Malt! Spielt! Malspiele mit euren Kindern.

Kinder können noch spielend malen. Warum das so wertvoll ist.

Malt ihr noch? Unbeschwert, einfach drauflos? Super! Und eure Kinder, lasst ihr sie so malen? Spielend, unbekümmert, und ohne Angst vorm Ergebnis, weil es „nicht schön“ werden könnte. Erwachsenen-Ängste und Hemmungen, geprägt von Normen und Erfahrungen aus der eigenen Kindheit. Kinder malen noch anders: Mit viel Fantasie, Kreativität und Spaß am selbst Gestalten, spontan und frei. Jedes Kind auf seine Weise. Glückliches Malen. Was ihr dazu beitragen könnt, damit eure Kids stolze und glückliche kleine Maler und Malerinnen sind und bleiben: Schaut euch meine Tipps dazu aus dem Praxisalltag an. Damit das Malen so lange wie möglich ein Spiel bleibt für eure Kinder!

Das Tornadowasser.

Tom malt. Kräftige Temperafarben, schwarz, Goldpigmente… er wäscht seinen Pinsel im Wasserglas aus… und entdeckt den Tornado darin! So was Schönes! Schade wäre es gewesen, hätte man das Wasser, weil’s dreckig ist, ganz schnell weggeschüttet. Inspiration aus dem Wasserglas. Spielend weiter malen.

Ich kann nicht malen!

Ihr erinnert euch an die Schule, Kunst, BK, Malunterricht? Es gab Noten auf ‚Kunst‘! Öfter mal falsch gemalt? Die einen mehr, die anderen weniger. Erfahrungen, die hängen bleiben. Wer von euch kann noch unbedarft drauflosmalen? Unbeschwert nach Herzenslust, unangepasst, ohne Versagensängste? Nur Pinsel, Farben, viel Papier und Fantasie. Bilder entstehen lassen. Lust drauf?
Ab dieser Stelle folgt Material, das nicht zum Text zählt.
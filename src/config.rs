//! Configuration handling for the TUI

use anyhow::Result;
use directories::ProjectDirs;
use serde::{Deserialize, Serialize};
use std::fs;
use std::path::PathBuf;

/// Default back-office submission webhook
const DEFAULT_WEBHOOK_URL: &str =
    "https://n8niass.cocinandosonrisas.co/webhook/factura-electronic-Bandidos";

/// Tax-authority acquirer lookup webhook; not configurable
pub const CONSULT_WEBHOOK_URL: &str =
    "https://n8niass.cocinandosonrisas.co/webhook/consultar_adquiriente_dian";

/// User configuration for the TUI
#[allow(dead_code)]
#[derive(Debug, Clone, Serialize, Deserialize, Default)]
pub struct TuiConfig {
    /// Submission webhook URL override
    pub webhook_url: Option<String>,
}

#[allow(dead_code)]
impl TuiConfig {
    /// Get the config file path
    fn config_path() -> Option<PathBuf> {
        ProjectDirs::from("co", "cocinandosonrisas", "factura-tui")
            .map(|dirs| dirs.config_dir().join("config.json"))
    }

    /// Load configuration from file
    pub fn load() -> Result<Self> {
        let path = Self::config_path();

        if let Some(path) = path {
            if path.exists() {
                let content = fs::read_to_string(&path)?;
                let config: TuiConfig = serde_json::from_str(&content)?;
                return Ok(config);
            }
        }

        Ok(Self::default())
    }

    /// Save configuration to file
    pub fn save(&self) -> Result<()> {
        if let Some(path) = Self::config_path() {
            if let Some(parent) = path.parent() {
                fs::create_dir_all(parent)?;
            }
            let content = serde_json::to_string_pretty(self)?;
            fs::write(&path, content)?;
        }
        Ok(())
    }

    /// Resolve the submission webhook URL. The `FACTURA_WEBHOOK_URL`
    /// environment variable wins over the config file, which wins over the
    /// built-in default.
    pub fn submission_url(&self) -> String {
        if let Ok(url) = std::env::var("FACTURA_WEBHOOK_URL") {
            let url = url.trim();
            if !url.is_empty() {
                return url.to_string();
            }
        }

        self.webhook_url
            .as_deref()
            .map(|s| s.trim())
            .filter(|s| !s.is_empty())
            .unwrap_or(DEFAULT_WEBHOOK_URL)
            .to_string()
    }
}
„Ich kann nicht malen!“ Dass ist oft die erste Reaktion unserer erwachsenen Patienten in der Therapie, wenn wir ein Mal-Event anbieten. Leider reagieren manchmal auch Kinder schon so. Eltern, Erzieher, Lehrer, die wohlmeinend (gehen wir freundlich davon aus) Kids mit ihren Vorstellungen vom richtigen Malen genormt haben. „Ein Haus hat Fenster.“, „Du hast ja über die Begrenzungen gemalt!“, „Ich zeig dir jetzt mal, wie man Vögel malt.“, „Der Himmel ist nicht gelb!“, „Du kannst Menschen doch viel schöner malen!“, „Das ist nur Gekritzel!“. Viele von euch haben wahrscheinlich ähnliche Erinnerungen aus ihrer Kindheit. Und einige haben dadurch den Spaß am Malen verloren. Gebt ihr das auch an eure Kinder weiter, ohne groß drüber nachzudenken?

Malen kann ein Spiel sein!

Denkt euch dazu zurück in die Kindheit. Erinnert ihr euch an lange Spieltage draußen, in der Wohnung bei Regen, alleine, mit Geschwistern, Freunden? Ohne Vorgaben, Regeln und – ohne Erwachsene. Wenn Kinder losgelöst, ganz aus sich heraus spielen, dann geht es nur darum, was gerade passiert und was als nächstes kommt. Aus einem entwickelt sich das andere. Das ist alles. Das ist frei. Genau so kann auch Malen sein. Malen als eine Spielwelt, in die man abtauchen und drumherum alles vergessen kann: Das Flow-Erlebnis!!! Aktiv sein, vollkommen versunken in der Gegenwart, von Augenblick zu Augenblick. Solange, bis… „So. Fertig!“

SPIELEN. Ein bisschen Ergotherapie-Fachsimpelei:

Tätigkeit, die ohne bewussten Zweck zum Vergnügen, zur Entspannung, aus Freude an ihr selbst und an ihrem Resultat ausgeübt wird.

Google Wörterbuch

Freies, unkontrolliertes Spielen, rein aus der Fantasie heraus, mit eigenen Ideen, fehlt vielen Kindern. Wenn Erwachsene in der Nähe sind, kommen schnell mal die ‚guten Vorschläge‘, wie man es besser machen könnte. Oder die Kids spielen mit Spielzeug, das ihnen den Spielverlauf vorgibt, gar keine Wahl lässt. Das fängt schon von klein auf an mit dem ‚Activity Center‘ für Babys. Spielen auf Knopfdruck. In extremer Form sind das alle digitalen Spiele. Der Weg des ‚Spiels‘ ist vorgegeben: Es soll ein Erfolg dabei rauskommen. Aber, wenn Kinder frei spielen können, dann machen sie das ohne jeglichen Gedanken ans Ergebnis!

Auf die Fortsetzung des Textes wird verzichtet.